La digitalisation favorise une meilleure collaboration entre les différents acteurs. Les outils numériques permettent de diviser les processus en tâches spécifiques, de les attribuer aux bonnes personnes et d’assurer une visibilité accrue sur l’avancement des demandes. En conséquence, cela optimise la coordination, la transparence et l'implication de chacun.

En synthèse, la digitalisation des processus RH permettent d’apporter de la productivité, de la fiabilité et de la transparence au sein des entreprises.

Quels sont les avantages d’un système unique intégré Paie-RH-GTA ?

Disposer d'un système unique intégré Paie-SIRH présente de nombreux avantages pour les entreprises. Un tel système de fluidifier les processus et d'améliorer l'efficacité globale du service RH. Voici quelques illustrations concrètes :

  1. Gain de temps : suppression des double saisies ! En regroupant la paie, la gestion des temps, et les autres processus RH dans un seul outil, les entreprises évitent les saisies multiples dans divers systèmes ou les manipulations complexes de fichiers.
  2. Des données cohérentes et unifiées : un système intégré garantit l’unicité de l’information et la cohérence des données. L’information saisie à un endroit est partagée en temps réel dans l’ensemble du système ce qui garantit sa cohérence et sa fiabilité.
  3. Des fonctionnalités à valeur ajoutée : le système intégré permet de vous mettre à disposition des fonctionnalités unique et à forte valeur ajoutée. Par exemple, le système déclenche une alerte en cas de note de frais déposé pour un jour où un salarié a été absent. Autre exemple : le bilan à 6 ans est automatiquement alimenté par la rémunération ou les formations suivies… Et bien d’autres choses encore ! Voilà qui va vous faire gagner du temps et sécuriser vos processus internes !

En résumé, un système unique intégré Paie-SIRH est un levier stratégique pour optimiser les performances de l'entreprise, renforcer la conformité, et améliorer l'expérience de vos collaborateurs.

Puis-je prendre les modules RH et GTA Nibelis sans la Paie Nibelis ?

Nos modules RH et GTA peuvent être souscrits indépendamment de la paie Nibelis. Reposant sur un core RH, nos modules RH et GTA sont compatibles avec l’ensemble des solutions Paie du marché.

Opter pour les modules RH et GTA Nibelis sans la paie Nibelis, vous permet de digitaliser progressivement vos processus RH sans remettre en cause votre solution paie en place.

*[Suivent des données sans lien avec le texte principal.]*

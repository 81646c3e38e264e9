//! Categorical encoding implementations

use crate::error::{PredictorError, Result};
use ndarray::Array2;
use polars::prelude::*;
use serde::{Deserialize, Serialize};
use std::collections::BTreeSet;
use tracing::warn;

/// Width of the fixed region encoding used by the prediction endpoint
pub const REGION_WIDTH: usize = 3;

/// Regions recognized by the prediction endpoint, in encoding order
#[derive(Debug, Clone, Copy, PartialEq, Eq, Hash, Serialize, Deserialize)]
pub enum Region {
    California,
    Florida,
    NewYork,
}

impl Region {
    pub const ALL: [Region; REGION_WIDTH] = [Region::California, Region::Florida, Region::NewYork];

    /// Exact, case-sensitive match on the wire value
    pub fn parse(value: &str) -> Option<Self> {
        match value {
            "california" => Some(Region::California),
            "florida" => Some(Region::Florida),
            "new-york" => Some(Region::NewYork),
            _ => None,
        }
    }

    pub fn as_str(&self) -> &'static str {
        match self {
            Region::California => "california",
            Region::Florida => "florida",
            Region::NewYork => "new-york",
        }
    }

    /// Position of this region's indicator in the one-hot vector
    pub fn index(&self) -> usize {
        match self {
            Region::California => 0,
            Region::Florida => 1,
            Region::NewYork => 2,
        }
    }

    pub fn one_hot(&self) -> [f64; REGION_WIDTH] {
        let mut encoded = [0.0; REGION_WIDTH];
        encoded[self.index()] = 1.0;
        encoded
    }
}

/// What to do with a region value outside the recognized set
#[derive(Debug, Clone, Copy, PartialEq, Eq, Default, Serialize, Deserialize)]
pub enum CategoryPolicy {
    /// Encode as all zeros
    #[default]
    ZeroFill,
    /// Refuse the value
    Reject,
}

impl CategoryPolicy {
    pub fn from_strict_flag(strict: bool) -> Self {
        if strict {
            CategoryPolicy::Reject
        } else {
            CategoryPolicy::ZeroFill
        }
    }
}

/// Encode a raw region value into its 3-wide indicator vector
pub fn encode_region(value: &str, policy: CategoryPolicy) -> Result<[f64; REGION_WIDTH]> {
    match Region::parse(value) {
        Some(region) => Ok(region.one_hot()),
        None => match policy {
            CategoryPolicy::ZeroFill => {
                warn!(state = %value, "Unrecognized state, encoding as all zeros");
                Ok([0.0; REGION_WIDTH])
            }
            CategoryPolicy::Reject => Err(PredictorError::InvalidInput(format!(
                "Unrecognized State: {}",
                value
            ))),
        },
    }
}

/// One-hot encoder fitted on a single categorical column.
///
/// Categories are the distinct non-null values sorted lexicographically, so
/// the output column order is independent of row order. Values unseen during
/// fitting, and nulls, encode as an all-zero row.
#[derive(Debug, Clone, Serialize, Deserialize)]
pub struct OneHotEncoder {
    column: String,
    categories: Vec<String>,
    is_fitted: bool,
}

impl Default for OneHotEncoder {
    fn default() -> Self {
        Self::new()
    }
}

impl OneHotEncoder {
    pub fn new() -> Self {
        Self {
            column: String::new(),
            categories: Vec::new(),
            is_fitted: false,
        }
    }

    /// Fit the encoder to a column
    pub fn fit(&mut self, column: &Column) -> Result<&mut Self> {
        let values = Self::as_strings(column)?;

        let categories: BTreeSet<String> = values
            .into_iter()
            .flatten()
            .map(|v| v.to_string())
            .collect();

        if categories.is_empty() {
            return Err(PredictorError::PreprocessingError(format!(
                "Column '{}' has no non-null values to encode",
                column.name()
            )));
        }

        self.column = column.name().to_string();
        self.categories = categories.into_iter().collect();
        self.is_fitted = true;
        Ok(self)
    }

    /// Transform a column into an (n_rows, n_categories) indicator matrix
    pub fn transform(&self, column: &Column) -> Result<Array2<f64>> {
        if !self.is_fitted {
            return Err(PredictorError::ModelNotFitted);
        }

        let values = Self::as_strings(column)?;
        let mut encoded = Array2::zeros((values.len(), self.categories.len()));

        for (row, value) in values.into_iter().enumerate() {
            if let Some(v) = value {
                if let Ok(idx) = self.categories.binary_search_by(|c| c.as_str().cmp(v)) {
                    encoded[[row, idx]] = 1.0;
                }
            }
        }

        Ok(encoded)
    }

    /// Fit and transform in one step
    pub fn fit_transform(&mut self, column: &Column) -> Result<Array2<f64>> {
        self.fit(column)?;
        self.transform(column)
    }

    pub fn categories(&self) -> &[String] {
        &self.categories
    }

    /// Output column names, `<column>_<category>`
    pub fn feature_names(&self) -> Vec<String> {
        self.categories
            .iter()
            .map(|c| format!("{}_{}", self.column, c))
            .collect()
    }

    fn as_strings(column: &Column) -> Result<Vec<Option<&str>>> {
        let series = column.as_materialized_series();
        if series.dtype() != &DataType::String {
            return Err(PredictorError::PreprocessingError(format!(
                "Column '{}' must be cast to string before encoding",
                column.name()
            )));
        }
        let ca = series
            .str()
            .map_err(|e| PredictorError::PreprocessingError(e.to_string()))?;
        Ok(ca.into_iter().collect())
    }
}

#[cfg(test)]
mod tests {
    use super::*;

    fn state_column(values: &[Option<&str>]) -> Column {
        Column::new("State".into(), values)
    }

    #[test]
    fn test_recognized_regions_are_one_hot() {
        let policy = CategoryPolicy::ZeroFill;
        assert_eq!(encode_region("california", policy).unwrap(), [1.0, 0.0, 0.0]);
        assert_eq!(encode_region("florida", policy).unwrap(), [0.0, 1.0, 0.0]);
        assert_eq!(encode_region("new-york", policy).unwrap(), [0.0, 0.0, 1.0]);

        for region in Region::ALL {
            let encoded = encode_region(region.as_str(), policy).unwrap();
            assert_eq!(encoded.iter().filter(|v| **v == 1.0).count(), 1);
        }
    }

    #[test]
    fn test_unknown_region_zero_fills() {
        // Known quirk: anything outside the three values silently becomes [0, 0, 0]
        for value in ["texas", "California", "", "new york"] {
            assert_eq!(encode_region(value, CategoryPolicy::ZeroFill).unwrap(), [0.0; 3]);
        }
    }

    #[test]
    fn test_unknown_region_rejected_when_strict() {
        let err = encode_region("texas", CategoryPolicy::Reject).unwrap_err();
        assert!(matches!(err, PredictorError::InvalidInput(_)));
        assert!(encode_region("florida", CategoryPolicy::Reject).is_ok());
    }

    #[test]
    fn test_onehot_sorted_categories() {
        let col = state_column(&[Some("New York"), Some("California"), Some("Florida"), Some("California")]);
        let mut encoder = OneHotEncoder::new();
        let encoded = encoder.fit_transform(&col).unwrap();

        assert_eq!(encoder.categories(), &["California", "Florida", "New York"]);
        assert_eq!(
            encoder.feature_names(),
            vec!["State_California", "State_Florida", "State_New York"]
        );
        assert_eq!(encoded.shape(), &[4, 3]);
        assert_eq!(encoded.row(0).to_vec(), vec![0.0, 0.0, 1.0]);
        assert_eq!(encoded.row(1).to_vec(), vec![1.0, 0.0, 0.0]);
        assert_eq!(encoded.row(2).to_vec(), vec![0.0, 1.0, 0.0]);
    }

    #[test]
    fn test_onehot_null_and_unseen_are_zero_rows() {
        let mut encoder = OneHotEncoder::new();
        encoder.fit(&state_column(&[Some("a"), Some("b")])).unwrap();

        let encoded = encoder
            .transform(&state_column(&[None, Some("c"), Some("b")]))
            .unwrap();
        assert_eq!(encoded.row(0).sum(), 0.0);
        assert_eq!(encoded.row(1).sum(), 0.0);
        assert_eq!(encoded.row(2).to_vec(), vec![0.0, 1.0]);
    }

    #[test]
    fn test_transform_before_fit_fails() {
        let encoder = OneHotEncoder::new();
        let result = encoder.transform(&state_column(&[Some("a")]));
        assert!(matches!(result, Err(PredictorError::ModelNotFitted)));
    }

    #[test]
    fn test_fit_rejects_all_null_column() {
        let mut encoder = OneHotEncoder::new();
        assert!(encoder.fit(&state_column(&[None, None])).is_err());
    }
}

Vous profitez ainsi d’une ergonomie moderne et d’une couverture fonctionnelle riche et compatible avec votre système de paie.

Autre avantage : le jour où vous souhaiterez basculer sur un système intégré 100% intégré en souscrivant à la paie chez Nibelis, la transition se fera en toute simplicité.

Quels sont les avantages du service Nibelis ?

Choisir Nibelis, c’est choisir l’expertise et la qualité du service.

Tout d’abord, vous bénéficierez d’un accompagnement avec 1 seul et unique interlocuteur. Cet interlocuteur unique va vous permettre de construire une relation dans la durée. Il connait vos règles propres, votre culture d’entreprise et sera donc en mesure de traiter plus rapidement vos sollicitations et mieux comprendre vos besoins.

Par ailleurs, afin de s’adapter aux différentes organisations de ses clients, Nibelis propose différents niveaux de service. Compte tenu de votre contexte, nous vous proposons l’offre de service suivante :

  • La gestion accompagnée : vous pilotez vos opérations de paie avec l’accompagnement d’un expert dédié.
  • La gestion déléguée : vous conservez la saisie des EVP et la gestion administrative et déléguez totalement le contrôle et les traitements de paie et DSN mensuelle auprès d’un gestionnaire dédié.
  • La gestion externalisée : vous déléguez totalement vos traitements de paie auprès d’un gestionnaire dédié de la saisie à la génération des bulletins et déclarations.